How I Fixed a Real Linux Kernel Bug as a First-Time Contributor

What I Learned About RCU, Maintainers, and Open Source

I am excited to share that I will be speaking at Open Source Summit Mumbai 2026 on the topic “How I Merged 21 Patches as a First-Time Linux Kernel Contributor.”

Before that talk, I want to share one of the most exciting and educational experiences of my journey — fixing a real Linux kernel use-after-free bug reported by syzbot, with guidance from some of the best kernel developers in the world.

This is not a story about being a genius. This is a story about good intentions, curiosity, and the incredible kindness of the Linux kernel community.

What is Syzbot?

Syzbot is Google’s automated kernel fuzzer. It runs 24/7, hammering the Linux kernel with random inputs to find bugs. When it finds one, it reports it publicly on syzkaller.appspot.com with a detailed crash report.

Anyone in the world can pick up one of these bugs and try to fix it. That is exactly what I did.

The Bug

I picked up a syzbot bug report showing a KASAN use-after-free in sock_def_readable(). KASAN is the Kernel Address Sanitizer — when it says slab-use-after-free, it means some code is reading memory that has already been freed. This is a serious bug that can cause kernel crashes and security vulnerabilities.

The crash was happening in the ATM LAN Emulation subsystem in net/atm/lec.c. The call chain showed:

The original bug report that I fixed: syzbot report

mld_ifc_work -> lec_start_xmit -> send_to_lecd -> sock_def_readable -> CRASH

Understanding the Race Condition

Using simple tools like grep and sed, I traced the bug to a classic race condition.
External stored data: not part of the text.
//! # Algorithms Module
//!
//! Group authorization and transient-failure handling.

pub mod assembly;
pub mod retry;

pub use assembly::authorize_group;
pub use retry::{submit_with_retry, with_retry};
//! # Quantum-Stake Telemetry
//!
//! Structured logging for the staking subsystems and tools.
//!
//! ## Usage
//!
//! ```rust,ignore
//! use qs_telemetry::{init_telemetry, TelemetryConfig};
//!
//! fn main() {
//!     let _guard = init_telemetry(TelemetryConfig::from_env()).expect("telemetry");
//!     // Application code; `tracing` events are now written out
//! }
//! ```
//!
//! ## Environment Variables
//!
//! | Variable | Default | Description |
//! |----------|---------|-------------|
//! | `OTEL_SERVICE_NAME` | `quantum-stake` | Service name in the startup event |
//! | `QS_LOG_LEVEL` / `RUST_LOG` | `info` | Level filter |
//! | `QS_JSON_LOGS` | `false` | JSON lines instead of pretty output |
//! | `QS_CONSOLE_ANSI` | `true` | Colored pretty output |
//! | `QS_SUBSYSTEM_ID` | `00` | Subsystem identifier |

#![warn(missing_docs)]

mod config;
mod tracing_setup;

pub use config::{env_log_level, TelemetryConfig};
pub use tracing_setup::build_filter;

#[doc(hidden)]
pub use tracing;

use thiserror::Error;

/// Telemetry initialization errors
#[derive(Error, Debug)]
pub enum TelemetryError {
    /// A global subscriber is already installed or could not be set.
    #[error("Failed to install subscriber: {0}")]
    SubscriberInit(String),

    /// Level filter could not be parsed.
    #[error("Invalid configuration: {0}")]
    Config(String),
}

/// Install the global subscriber.
///
/// Returns a guard to hold for the lifetime of the application.
pub fn init_telemetry(config: TelemetryConfig) -> Result<TelemetryGuard, TelemetryError> {
    tracing_setup::init_tracing(&config)?;
    tracing::debug!(
        service = %config.service_name,
        subsystem = %config.subsystem_id,
        json = config.json_logs,
        "Telemetry initialized"
    );
    Ok(TelemetryGuard {
        service_name: config.service_name,
    })
}

/// Guard that keeps telemetry active.
pub struct TelemetryGuard {
    service_name: String,
}

impl TelemetryGuard {
    /// Service name the subscriber was installed for.
    pub fn service_name(&self) -> &str {
        &self.service_name
    }
}

impl Drop for TelemetryGuard {
    fn drop(&mut self) {
        tracing::debug!(service = %self.service_name, "Shutting down telemetry");
    }
}

/// Log a domain event with a subsystem prefix.
///
/// # Example
///
/// ```rust,ignore
/// use qs_telemetry::log_event;
///
/// log_event!("02", "pool configured", pool_id = 3, funding = 1000);
/// ```
#[macro_export]
macro_rules! log_event {
    ($subsystem:literal, $message:literal $(, $($field:tt)*)?) => {
        $crate::tracing::info!($($($field)*,)? concat!("[qs-", $subsystem, "] ", $message))
    };
}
Two functions were racing against each other:

send_to_lecd() uses the lecd pointer to communicate with the LEC daemon:

if (!priv->lecd)       ->  check lecd, it is valid!
sk = sk_atm(priv->lecd) ->  use lecd
sk->sk_data_ready(sk)  ->  UAF CRASH HERE!

While lec_atm_close() clears it when the daemon disconnects:

priv->lecd = NULL;     ->  socket freed via RCU!
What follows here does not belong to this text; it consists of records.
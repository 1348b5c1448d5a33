//! # Inbound Ports
//!
//! API trait defining what a participant or creator can do with pools.

use crate::domain::OrchestratorError;
use crate::ports::outbound::Receipt;
use async_trait::async_trait;
use qs_01_staking_protocol::{Booking, StakingStatus};
use serde::{Deserialize, Serialize};
use shared_types::{Address, AssetId, PoolId, Round};

/// Pool overview.
#[derive(Clone, Debug, PartialEq, Eq, Serialize, Deserialize)]
pub struct PoolSummary {
    /// Pool.
    pub pool_id: PoolId,
    /// Creator.
    pub creator: Address,
    /// Escrow, once configured.
    pub escrow: Option<Address>,
    /// Staked asset, once configured.
    pub asset_id: Option<AssetId>,
    /// Locking period, once configured.
    pub locking_rounds: Option<u64>,
    /// Capacity left.
    pub bookable_amount: u64,
    /// Asset held by the escrow.
    pub escrow_balance: Option<u64>,
    /// Round the summary was read at.
    pub current_round: Round,
}

/// Participant status.
#[derive(Clone, Debug, PartialEq, Eq, Serialize, Deserialize)]
pub struct StatusReport {
    /// Participant.
    pub participant: Address,
    /// Pool.
    pub pool_id: PoolId,
    /// Raw record.
    pub booking: Booking,
    /// Round the report was read at.
    pub current_round: Round,
    /// First withdrawable round of the active booking.
    pub unlock_round: Option<Round>,
    /// Derived status.
    pub status: StakingStatus,
}

/// Committed booking.
#[derive(Clone, Debug, PartialEq, Eq, Serialize, Deserialize)]
pub struct BookingReceipt {
    /// Pool.
    pub pool_id: PoolId,
    /// Deposit.
    pub amount: u64,
    /// Booking round.
    pub round: Round,
    /// First withdrawable round.
    pub unlock_round: Round,
}

/// Committed withdrawal.
#[derive(Clone, Debug, PartialEq, Eq, Serialize, Deserialize)]
pub struct WithdrawalReceipt {
    /// Pool.
    pub pool_id: PoolId,
    /// Released amount.
    pub payout: u64,
    /// Round of the release.
    pub round: Round,
}

/// Staking API - inbound port.
///
/// Calls act on behalf of the identity the implementation is bound to.
#[async_trait]
pub trait StakingApi: Send + Sync {
    /// Deploy, fund and configure a pool.
    async fn create(
        &self,
        asset_id: AssetId,
        locking_rounds: u64,
        funding_amount: u64,
    ) -> Result<PoolSummary, OrchestratorError>;

    /// Read a pool overview.
    async fn info(&self, pool_id: PoolId) -> Result<PoolSummary, OrchestratorError>;

    /// Register in a pool.
    async fn join(&self, pool_id: PoolId) -> Result<Receipt, OrchestratorError>;

    /// Leave a pool, forfeiting any active booking.
    async fn leave(&self, pool_id: PoolId) -> Result<Receipt, OrchestratorError>;

    /// Book `amount` of capacity.
    async fn book(&self, pool_id: PoolId, amount: u64) -> Result<BookingReceipt, OrchestratorError>;

    /// Status of any participant.
    async fn status(
        &self,
        participant: Address,
        pool_id: PoolId,
    ) -> Result<StatusReport, OrchestratorError>;

    /// Withdraw the doubled deposit.
    async fn withdraw(&self, pool_id: PoolId) -> Result<WithdrawalReceipt, OrchestratorError>;
}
The check and the use of priv->lecd were not protected. Another CPU could free the socket between the check and the use — classic use-after-free.
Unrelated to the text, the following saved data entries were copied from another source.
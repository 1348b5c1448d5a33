//! # Ports
//!
//! Inbound staking API and outbound ledger, index and signer interfaces.

pub mod inbound;
pub mod outbound;

pub use inbound::*;
pub use outbound::*;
Our First Attempt — v1 Patch

My initial approach was to use a spinlock + sock_hold/sock_put to protect the socket while it is being used. The idea was simple — hold a reference to the socket so it cannot be freed while we are using it.

I identified four vulnerable sites in lec.c and fixed all of them. I also added proper skb cleanup to prevent memory leaks on early exit paths.

I submitted this as v1 to the netdev mailing list. I was nervous — this was going to be reviewed by some of the best kernel developers in the world.

You can read the full v1 patch and Eric Dumazet’s review here: v1 on lore.kernel.org

The Review — Eric Dumazet

Within hours, I got a reply from Eric Dumazet, a top kernel networking developer at Google:

“What prevents priv->lecd to be NULL after you released priv->lec_arp_lock? More generally, lec_atm_close() clears the sk_receive_queue. So allowing providers to queue more packets would be wrong. So really a better fix is needed.”

Eric found two problems with my approach:

I was still accessing priv->lecd directly after releasing the lock instead of using a local copy — the race window was still there.
The spinlock did not prevent packets from being queued after lec_atm_close() drains the queue — timer and workqueue paths bypass netif_stop_queue().

Learning RCU

Eric hinted that an RCU-based approach would be better. I had heard of RCU before but never used it. So I had to learn it from scratch.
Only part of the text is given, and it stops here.